So we can say that medieval bookbindings look like reliquaries or microcosms of the past. Crafts of needle work and weaving, metal work, skin curing and wood working provide their feel. While most medieval books survive only in later rebindings, the few still in their original bindings convey the expanse and technique of the expert crafts of the Western middle ages.
How do they work?
The motion derived from leverage of the board transmitted through the cover to the text produces a gymnastic action of the medieval codex. Variation of sewing supports, stitch patterns, lacing paths and adhered panel linings and other structural features determine the durability, efficiency and haptic influence of this transmission of board leverage.
While control of transmission of board leverage is apparent from the beginning and is managed with different success across the span of wooden board work, one culmination of improved control is a shoulder seated board. The ideal of the shoulder seated board applying a ìdrawn onî shape to the text back deserves recognition on its own. A principle, following from the sewing patterns and the accumulated thread swelling, encompasses three interlocking vectors. As swelling increases the round of the back deepens, the angle of the shoulder to the page plane increases while the height of the shoulder from the seat to the endpaper fold, shortens. As swelling decreases the convex of the back flattens, the angle of the shoulder to the page plane diminishes but the length of the shoulder from seat to endpaper fold increases. (see illustration) The demonstration of these interlocking vectors is the continuous gradation of parabolas that accommodates each distinctive sewing of each book.
The medieval wooden board binding has relatively heavy sewing supports and relatively heavy covering skins which cause the board to move off the shoulder on opening. This action must be accommodated and controlled through effective adhesion of the panel linings. These back linings, as well as any endleaf hinging, were put down on the inside of the board, and these are primary actors in the opening motion. Their materials, fit and their adhesion need close consideration. The lining tongues must be put down with only a slightly opened board so that the leverage of the board begins transmission in the first few degrees of opening and continues to open the book fully without swinging away further than ninety degrees.
In transmission of the leverage of closing the laced sewing supports, laced endband cores and covering skin are main actors. Here the last few degrees of motion are critical. At the end of the closing motion great compressive force can be applied via the outer bevel. This sudden, clamping action drives the inner bevel against the shoulder and drives the board against the text, expelling air from the leaves, locking up the shape of the back and transforming the whole book into a solid geometry. At that moment, with the covers held closed, the clasps are tripped into place.
The elegant parabola of the shape of the book back induced by the closing leverage of the wooden boards is among the most wonderful achievements of the art of the book. It is complimented by a graceful arching of the book on opening.
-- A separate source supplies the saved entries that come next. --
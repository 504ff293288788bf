use super::*;
use std::sync::Arc;

use axum::body::{Body, to_bytes};
use axum::http::{Method, Request};
use serde_json::{Value, json};
use tower::ServiceExt;

use crate::geo::GeoError;
use crate::geo::test_helpers::{StaticLocator, location};
use crate::state::test_helpers::test_app_state;
use crate::tmdb::test_helpers::MockCatalog;

fn nigeria() -> Arc<StaticLocator> {
    Arc::new(StaticLocator::ok(location("Nigeria", "NG", Some(3600))))
}

fn state_with(catalog: MockCatalog) -> AppState {
    test_app_state(Arc::new(catalog), nigeria())
}

async fn call(state: &AppState, method: Method, uri: &str, body: Option<Value>) -> (StatusCode, Value) {
    let mut request = Request::builder().method(method).uri(uri);
    let body = match body {
        Some(value) => {
            request = request.header("content-type", "application/json");
            Body::from(value.to_string())
        }
        None => Body::empty(),
    };
    let response = app(state.clone())
        .oneshot(request.body(body).unwrap())
        .await
        .unwrap();
    let status = response.status();
    let bytes = to_bytes(response.into_body(), usize::MAX).await.unwrap();
    let value = if bytes.is_empty() { Value::Null } else { serde_json::from_slice(&bytes).unwrap() };
    (status, value)
}

#[tokio::test]
async fn healthz_is_ok() {
    let state = state_with(MockCatalog::new());
    let (status, _) = call(&state, Method::GET, "/healthz", None).await;
    assert_eq!(status, StatusCode::OK);
}

// =========================================================================
// Region
// =========================================================================

#[tokio::test]
async fn first_visit_refresh_asks_for_consent() {
    let state = state_with(MockCatalog::new());

    let (status, body) = call(&state, Method::POST, "/api/region/refresh", None).await;

    assert_eq!(status, StatusCode::OK);
    assert_eq!(body["permission"], "unset");
    assert_eq!(body["show_consent_modal"], true);
    assert!(body["content"].is_null());
}

#[tokio::test]
async fn allow_loads_content_for_located_region() {
    let state = state_with(MockCatalog::new());

    let (status, body) = call(&state, Method::POST, "/api/region/consent/allow", None).await;

    assert_eq!(status, StatusCode::OK);
    assert_eq!(body["permission"], "granted");
    assert_eq!(body["show_consent_modal"], false);
    assert_eq!(body["content"]["region_code"], "NG");
    assert_eq!(body["content"]["country_name"], "Nigeria");
    assert_eq!(body["content"]["popular"][0]["title"], "popular NG");
    assert_eq!(body["location"]["city"], "Lagos");
}

#[tokio::test]
async fn deny_uses_default_region() {
    let state = state_with(MockCatalog::new());

    let (_, body) = call(&state, Method::POST, "/api/region/consent/deny", None).await;

    assert_eq!(body["permission"], "denied");
    assert_eq!(body["content"]["region_code"], "US");
}

#[tokio::test]
async fn manual_region_round_trip() {
    let state = state_with(MockCatalog::new());

    let (status, body) = call(&state, Method::PUT, "/api/region/selected", Some(json!({"region_code": "jp"}))).await;
    assert_eq!(status, StatusCode::OK);
    assert_eq!(body["selected_region"], "JP");
    assert_eq!(body["content"]["region_code"], "JP");

    let (_, body) = call(&state, Method::DELETE, "/api/region/selected", None).await;
    assert!(body["selected_region"].is_null());
    // Consent still unset: restoring automatic falls back to the prompt.
    assert_eq!(body["show_consent_modal"], true);
}

#[tokio::test]
async fn invalid_region_code_is_rejected() {
    let state = state_with(MockCatalog::new());

    let (status, body) = call(&state, Method::PUT, "/api/region/selected", Some(json!({"region_code": "USA"}))).await;

    assert_eq!(status, StatusCode::BAD_REQUEST);
    assert_eq!(body["code"], "E_INVALID_REGION_CODE");
    assert_eq!(body["retryable"], false);
}

// =========================================================================
// Theme
// =========================================================================

#[tokio::test]
async fn theme_mode_change_is_reflected() {
    let state = state_with(MockCatalog::new());

    let (status, body) = call(&state, Method::PUT, "/api/theme", Some(json!({"mode": "night"}))).await;
    assert_eq!(status, StatusCode::OK);
    assert_eq!(body["mode"], "night");
    assert_eq!(body["resolved"], "night");
    assert!(body["sun_window"].is_null());

    let (_, body) = call(&state, Method::POST, "/api/theme/toggle", None).await;
    assert_eq!(body["mode"], "day");
    assert_eq!(body["resolved"], "day");

    let (_, body) = call(&state, Method::GET, "/api/theme", None).await;
    assert_eq!(body["mode"], "day");
}

#[tokio::test]
async fn auto_mode_exposes_sun_window() {
    let state = state_with(MockCatalog::new());

    let (_, body) = call(&state, Method::PUT, "/api/theme", Some(json!({"mode": "auto"}))).await;

    assert_eq!(body["mode"], "auto");
    assert!(body["resolved"] == "day" || body["resolved"] == "night");
    assert!(body["sun_window"]["sunrise"].is_string());
}

#[tokio::test]
async fn unknown_theme_mode_is_rejected() {
    let state = state_with(MockCatalog::new());
    let (status, _) = call(&state, Method::PUT, "/api/theme", Some(json!({"mode": "dusk"}))).await;
    assert!(status.is_client_error());
}

// =========================================================================
// Library
// =========================================================================

#[tokio::test]
async fn favorites_add_is_idempotent() {
    let state = state_with(MockCatalog::new());
    let heat = json!({"id": 949, "title": "Heat"});

    let (status, body) = call(&state, Method::POST, "/api/favorites", Some(heat.clone())).await;
    assert_eq!(status, StatusCode::CREATED);
    assert_eq!(body.as_array().unwrap().len(), 1);

    let (status, body) = call(&state, Method::POST, "/api/favorites", Some(heat)).await;
    assert_eq!(status, StatusCode::OK);
    assert_eq!(body.as_array().unwrap().len(), 1);

    let (status, _) = call(&state, Method::DELETE, "/api/favorites/949", None).await;
    assert_eq!(status, StatusCode::NO_CONTENT);
    let (status, body) = call(&state, Method::DELETE, "/api/favorites/949", None).await;
    assert_eq!(status, StatusCode::NOT_FOUND);
    assert_eq!(body["code"], "E_NOT_IN_LIBRARY");
}

#[tokio::test]
async fn favorite_without_id_is_rejected() {
    let state = state_with(MockCatalog::new());
    let (status, body) = call(&state, Method::POST, "/api/favorites", Some(json!({"title": "No id"}))).await;
    assert_eq!(status, StatusCode::BAD_REQUEST);
    assert_eq!(body["code"], "E_INVALID_MOVIE");
}

#[tokio::test]
async fn watchlist_entries_are_timestamped() {
    let state = state_with(MockCatalog::new());

    let (status, body) = call(&state, Method::POST, "/api/watchlist", Some(json!({"id": 438631, "title": "Dune"}))).await;

    assert_eq!(status, StatusCode::CREATED);
    assert_eq!(body[0]["id"], 438_631);
    assert!(body[0]["added_at"].as_i64().unwrap() > 0);

    let (_, body) = call(&state, Method::GET, "/api/watchlist", None).await;
    assert_eq!(body.as_array().unwrap().len(), 1);
}

#[tokio::test]
async fn sidebar_flag_persists() {
    let state = state_with(MockCatalog::new());

    let (_, body) = call(&state, Method::GET, "/api/sidebar", None).await;
    assert_eq!(body["collapsed"], false);

    let (_, body) = call(&state, Method::PUT, "/api/sidebar", Some(json!({"collapsed": true}))).await;
    assert_eq!(body["collapsed"], true);
    assert!(state.library.sidebar_collapsed());
}

// =========================================================================
// Catalog
// =========================================================================

#[tokio::test]
async fn suggestions_route_returns_deduplicated_titles() {
    let state = state_with(MockCatalog::with_search_titles(&["Heat", "heat", "Heathers"]));

    let (status, body) = call(&state, Method::GET, "/api/search/suggestions?q=hea", None).await;

    assert_eq!(status, StatusCode::OK);
    assert_eq!(body["superseded"], false);
    let titles: Vec<&str> = body["suggestions"]
        .as_array()
        .unwrap()
        .iter()
        .map(|s| s["title"].as_str().unwrap())
        .collect();
    assert_eq!(titles, vec!["Heat", "Heathers"]);
}

#[tokio::test]
async fn search_requires_a_query() {
    let state = state_with(MockCatalog::with_search_titles(&["Heat"]));

    let (status, body) = call(&state, Method::GET, "/api/search?q=%20", None).await;
    assert_eq!(status, StatusCode::BAD_REQUEST);
    assert_eq!(body["code"], "E_EMPTY_QUERY");

    let (status, body) = call(&state, Method::GET, "/api/search?q=heat&page=2", None).await;
    assert_eq!(status, StatusCode::OK);
    assert_eq!(body["page"], 2);
    assert_eq!(body["results"][0]["title"], "Heat");
}

#[tokio::test]
async fn search_failure_maps_to_bad_gateway() {
    let catalog = MockCatalog::new();
    *catalog.fail_search.lock().unwrap() = true;
    let state = state_with(catalog);

    let (status, body) = call(&state, Method::GET, "/api/search?q=heat", None).await;

    assert_eq!(status, StatusCode::BAD_GATEWAY);
    assert_eq!(body["code"], "E_TMDB_STATUS");
    assert_eq!(body["retryable"], true);
}

#[tokio::test]
async fn movie_details_and_not_found() {
    let state = state_with(MockCatalog::new());

    let (status, body) = call(&state, Method::GET, "/api/movies/42", None).await;
    assert_eq!(status, StatusCode::OK);
    assert_eq!(body["id"], 42);
    assert_eq!(body["title"], "movie 42");
    assert!(body["trailer"].is_null());
    assert_eq!(body["directors"], json!([]));

    let (status, body) = call(&state, Method::GET, "/api/movies/0", None).await;
    assert_eq!(status, StatusCode::NOT_FOUND);
    assert_eq!(body["code"], "E_TMDB_STATUS");
}

#[tokio::test]
async fn providers_default_to_configured_region() {
    let state = state_with(MockCatalog::new());

    let (_, body) = call(&state, Method::GET, "/api/movies/42/providers", None).await;
    assert_eq!(body["region"], "US");
    assert!(body["providers"].is_object());

    let (_, body) = call(&state, Method::GET, "/api/movies/42/providers?region=ng", None).await;
    assert_eq!(body["region"], "NG");
    assert!(body["providers"].is_null());

    let (status, _) = call(&state, Method::GET, "/api/movies/42/providers?region=123", None).await;
    assert_eq!(status, StatusCode::BAD_REQUEST);
}

#[tokio::test]
async fn providers_follow_the_loaded_region() {
    let state = state_with(MockCatalog::new());
    call(&state, Method::PUT, "/api/region/selected", Some(json!({"region_code": "GB"}))).await;

    let (_, body) = call(&state, Method::GET, "/api/movies/42/providers", None).await;

    assert_eq!(body["region"], "GB");
}

#[tokio::test]
async fn discover_and_person_pass_through() {
    let state = state_with(MockCatalog::new());

    let (_, body) = call(&state, Method::GET, "/api/discover?region=br", None).await;
    assert_eq!(body["results"][0]["title"], "discover BR");

    let (_, body) = call(&state, Method::GET, "/api/people/7", None).await;
    assert_eq!(body["name"], "person 7");
}

#[tokio::test]
async fn fallback_counters_are_exposed() {
    let geo = Arc::new(StaticLocator::failing(GeoError::Request("offline".into())));
    let state = test_app_state(Arc::new(MockCatalog::new()), geo);

    call(&state, Method::POST, "/api/region/consent/allow", None).await;
    let (status, body) = call(&state, Method::GET, "/api/health/fallbacks", None).await;

    assert_eq!(status, StatusCode::OK);
    assert_eq!(body["geolocation"], 1);
    assert_eq!(body["regional_list"], 0);
}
Miraculously such a dynamic mobility conveys directly from the handling of a book by the medieval reader to a similar handling today by a modern scholar. The manipulation and mystery of both scenes is witnessed by the same medieval book binding.
Why do they endure?
The bound format is an unnatural state for a medieval manuscript in the same way that a reliquarium is an unnatural state for a relic. Each medieval binding was made for a different reason and the initial binding represented a separate decision that may not have occurred in the period of the production of the manuscript. That said, the constructed medieval book is a timeless composite of exceptionally durable and permanent materials. While all the components are bio-degradable, in the absence of dampness or outright abuse, the entire book is admirably stable. Alkaline state is characteristic of both tawed skin and parchment, but surviving medieval books have not survived by chemical buffering alone.
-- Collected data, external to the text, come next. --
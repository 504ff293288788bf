//! Theme scheduler — day/night resolution from user choice or sun window.
//!
//! DESIGN
//! ======
//! `ThemeMode` is the persisted user choice; `ResolvedTheme` is always
//! derived. In `auto` the scheduler geolocates (independently of the region
//! resolver), builds a `SunWindow` for today in the location's UTC offset,
//! and resolves to `day` inside the window. The background loop recomputes
//! every tick while in `auto` and otherwise sleeps until the next
//! `ThemeModeChanged` event.
//!
//! ERROR HANDLING
//! ==============
//! Geolocation failure falls back to a fixed 06:00–18:00 window on the
//! local clock. A failed mode write is logged; the in-memory mode still
//! changes.

pub mod sun;

use std::sync::Arc;
use std::sync::atomic::{AtomicU64, Ordering};
use std::time::Duration;

use serde::{Deserialize, Serialize};
use time::{OffsetDateTime, UtcOffset};
use tokio::sync::broadcast;
use tokio::task::JoinHandle;
use tracing::{debug, info, warn};

use crate::error::ErrorCode;
use crate::geo::GeoLocator;
use crate::state::{FallbackKind, FallbackStats, Session, StateEvent};
use crate::storage::{KeyValueStore, keys};

pub use sun::SunWindow;

// =============================================================================
// TYPES
// =============================================================================

#[derive(Debug, Clone, Copy, Default, PartialEq, Eq, Serialize, Deserialize)]
#[serde(rename_all = "lowercase")]
pub enum ThemeMode {
    Day,
    Night,
    #[default]
    Auto,
}

impl ThemeMode {
    #[must_use]
    pub fn as_str(self) -> &'static str {
        match self {
            Self::Day => "day",
            Self::Night => "night",
            Self::Auto => "auto",
        }
    }

    #[must_use]
    pub fn parse(raw: &str) -> Option<Self> {
        match raw.trim() {
            "day" => Some(Self::Day),
            "night" => Some(Self::Night),
            "auto" => Some(Self::Auto),
            _ => None,
        }
    }
}

#[derive(Debug, Clone, Copy, PartialEq, Eq, Serialize, Deserialize)]
#[serde(rename_all = "lowercase")]
pub enum ResolvedTheme {
    Day,
    Night,
}

impl ResolvedTheme {
    #[must_use]
    pub fn opposite(self) -> Self {
        match self {
            Self::Day => Self::Night,
            Self::Night => Self::Day,
        }
    }
}

impl From<ResolvedTheme> for ThemeMode {
    fn from(theme: ResolvedTheme) -> Self {
        match theme {
            ResolvedTheme::Day => Self::Day,
            ResolvedTheme::Night => Self::Night,
        }
    }
}

// =============================================================================
// SCHEDULER
// =============================================================================

#[derive(Clone)]
pub struct ThemeScheduler {
    store: Arc<dyn KeyValueStore>,
    geo: Arc<dyn GeoLocator>,
    session: Session,
    fallbacks: FallbackStats,
    tick: Duration,
    /// Clock offset used when no location offset is known.
    local_offset: UtcOffset,
    generation: Arc<AtomicU64>,
}

impl ThemeScheduler {
    #[must_use]
    pub fn new(
        store: Arc<dyn KeyValueStore>,
        geo: Arc<dyn GeoLocator>,
        session: Session,
        fallbacks: FallbackStats,
        tick: Duration,
        local_offset: UtcOffset,
    ) -> Self {
        Self { store, geo, session, fallbacks, tick, local_offset, generation: Arc::new(AtomicU64::new(0)) }
    }

    /// Persisted mode, `auto` when absent or unrecognised.
    #[must_use]
    pub fn stored_mode(store: &dyn KeyValueStore) -> ThemeMode {
        store
            .get(keys::THEME_MODE)
            .as_deref()
            .and_then(ThemeMode::parse)
            .unwrap_or_default()
    }

    pub async fn update_theme(&self) -> ResolvedTheme {
        self.update_theme_at(OffsetDateTime::now_utc()).await
    }

    /// Resolve the theme for instant `now` and store it in the session.
    pub async fn update_theme_at(&self, now: OffsetDateTime) -> ResolvedTheme {
        let ticket = self.generation.load(Ordering::SeqCst);
        let mode = self.session.read(|s| s.theme_mode).await;

        let (theme, window) = match mode {
            ThemeMode::Day => (ResolvedTheme::Day, None),
            ThemeMode::Night => (ResolvedTheme::Night, None),
            ThemeMode::Auto => {
                let window = self.sun_window_for(now).await;
                (window.resolve(now), Some(window))
            }
        };

        let applied = self
            .session
            .update(|s| {
                if self.generation.load(Ordering::SeqCst) != ticket || s.theme_mode != mode {
                    return None;
                }
                let changed = s.resolved_theme != Some(theme);
                s.resolved_theme = Some(theme);
                s.sun_window = window;
                Some(changed)
            })
            .await;

        match applied {
            Some(true) => {
                info!(mode = mode.as_str(), ?theme, "theme resolved");
                self.session
                    .publish(StateEvent::ThemeResolved { theme });
            }
            Some(false) => {}
            None => debug!(mode = mode.as_str(), "discarding superseded theme resolution"),
        }
        theme
    }

    /// Switch mode, persist it, and resolve immediately.
    pub async fn set_mode(&self, mode: ThemeMode) -> ResolvedTheme {
        self.generation.fetch_add(1, Ordering::SeqCst);
        if let Err(e) = self.store.set(keys::THEME_MODE, mode.as_str()) {
            warn!(error = %e, code = e.error_code(), "failed to persist theme mode");
            self.fallbacks.record(FallbackKind::StorageWrite);
        }
        self.session.update(|s| s.theme_mode = mode).await;
        self.session
            .publish(StateEvent::ThemeModeChanged { mode });
        self.update_theme().await
    }

    /// Flip between day and night. Always leaves `auto`.
    pub async fn toggle(&self) -> ResolvedTheme {
        let current = match self.session.read(|s| s.resolved_theme).await {
            Some(theme) => theme,
            None => self.update_theme().await,
        };
        self.set_mode(current.opposite().into()).await
    }

    /// Run the recompute loop until the session's event channel closes.
    pub fn spawn(&self) -> JoinHandle<()> {
        let scheduler = self.clone();
        let mut events = self.session.subscribe();
        tokio::spawn(async move {
            info!(tick_secs = scheduler.tick.as_secs(), "theme scheduler started");
            loop {
                scheduler.update_theme().await;
                let mode = scheduler.session.read(|s| s.theme_mode).await;
                let keep_running = if mode == ThemeMode::Auto {
                    tokio::select! {
                        () = tokio::time::sleep(scheduler.tick) => true,
                        open = wait_for_mode_change(&mut events) => open,
                    }
                } else {
                    wait_for_mode_change(&mut events).await
                };
                if !keep_running {
                    break;
                }
            }
        })
    }

    async fn sun_window_for(&self, now: OffsetDateTime) -> SunWindow {
        match self.geo.locate().await {
            Ok(location) => {
                let offset = location
                    .utc_offset_seconds
                    .and_then(|secs| UtcOffset::from_whole_seconds(secs).ok())
                    .unwrap_or(self.local_offset);
                SunWindow::seasonal(now.to_offset(offset).date(), offset)
            }
            Err(e) => {
                warn!(error = %e, code = e.error_code(), "geolocation failed; using default sun window");
                self.fallbacks.record(FallbackKind::Geolocation);
                SunWindow::fixed(now.to_offset(self.local_offset).date(), self.local_offset)
            }
        }
    }
}

/// `true` on a mode change (or a lag, which may have hidden one); `false`
/// once the channel is closed.
async fn wait_for_mode_change(events: &mut broadcast::Receiver<StateEvent>) -> bool {
    loop {
        match events.recv().await {
            Ok(StateEvent::ThemeModeChanged { .. }) | Err(broadcast::error::RecvError::Lagged(_)) => return true,
            Ok(_) => {}
            Err(broadcast::error::RecvError::Closed) => return false,
        }
    }
}

#[cfg(test)]
#[path = "theme_test.rs"]
mod tests;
Targeting and purging of libraries occurs throughout history and into the present while the overall devastation of natural disaster is a constant. Another layer of loss is rebinding and the revamping of medieval bookbindings to reflect decorative styles of a later period. Each surviving medieval bookbinding then also represents an improbable sequence of protective decisions taken across dozens of generations. This repeated commitment could have been broken by a single lapse so the string of attentive and fortuitous preservation actions is the real reason that medieval bookbindings have lasted so long.
How are studied?
Bindings subsequent to the initial binding of a manuscript have always caused damage to evidence from the period of production including disruptive association of disparate manuscript works and outright damage to physical pages and delicate images. The damage is notorious both to the object and to its study. It can consist of re-sewing, fold gluing, hammer rounding and backing, edge trimming and cropping, over pressing, inflexible back linings and, the final insult, a fashionable, ornamental new cover.
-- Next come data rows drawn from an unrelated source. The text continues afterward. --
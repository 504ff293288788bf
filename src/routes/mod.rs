//! Router assembly.
//!
//! SYSTEM CONTEXT
//! ==============
//! Presentation is an external renderer. It reads session state and drives
//! the region, theme and library operations through this JSON API; catalog
//! routes are thin pass-throughs to TMDB.

pub mod library;
pub mod movies;
pub mod region;
pub mod theme;

use axum::Router;
use axum::http::StatusCode;
use axum::routing::{delete, get, post, put};
use tower_http::cors::{Any, CorsLayer};
use tower_http::trace::TraceLayer;

use crate::state::AppState;

/// Full application router.
pub fn app(state: AppState) -> Router {
    let cors = CorsLayer::new()
        .allow_origin(Any)
        .allow_methods(Any)
        .allow_headers(Any);

    Router::new()
        .route("/api/region", get(region::get_region))
        .route("/api/region/refresh", post(region::refresh))
        .route("/api/region/consent/allow", post(region::allow))
        .route("/api/region/consent/deny", post(region::deny))
        .route("/api/region/selected", put(region::select).delete(region::restore_automatic))
        .route("/api/theme", get(theme::get_theme).put(theme::set_mode))
        .route("/api/theme/toggle", post(theme::toggle))
        .route("/api/favorites", get(library::list_favorites).post(library::add_favorite))
        .route("/api/favorites/{id}", delete(library::remove_favorite))
        .route("/api/watchlist", get(library::list_watchlist).post(library::add_to_watchlist))
        .route("/api/watchlist/{id}", delete(library::remove_from_watchlist))
        .route("/api/sidebar", get(library::get_sidebar).put(library::set_sidebar))
        .route("/api/search", get(movies::search))
        .route("/api/search/suggestions", get(movies::suggestions))
        .route("/api/discover", get(movies::discover))
        .route("/api/movies/{id}", get(movies::movie_details))
        .route("/api/movies/{id}/providers", get(movies::watch_providers))
        .route("/api/people/{id}", get(movies::person_details))
        .route("/api/health/fallbacks", get(movies::fallbacks))
        .route("/healthz", get(healthz))
        .layer(TraceLayer::new_for_http())
        .layer(cors)
        .with_state(state)
}

async fn healthz() -> StatusCode {
    StatusCode::OK
}

#[cfg(test)]
#[path = "routes_test.rs"]
mod tests;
Three words; kerf, edge and crop all prompt field observations of the disturbed or intact physical structure of a medieval manuscript. These are the quick keys that indicate the presence or absence of an initial binding and its possible relation to the period of production of the manuscript. Kerf refers to the evidence of previous sewing stations and their patterns, edge refers to the clues of edge trimmings and re-trimmings and crop refers to evidence of missing annotation and margin.
Conclusion
Little anxiety is expressed over the continuing role of originals in the context of digital delivery. Likewise, little anxiety is expressed as print collections recede in status both for leisure and research reading. Only passing nostalgia for the book is typically considered, without serious thought given for any attributes of print that cannot be supplanted by on-line reading. False choices of either/or obscure the promise of an integrated merge of screen and print reading and research. What can a surviving medieval book possibly convey to us in todayís world of reading from the screen?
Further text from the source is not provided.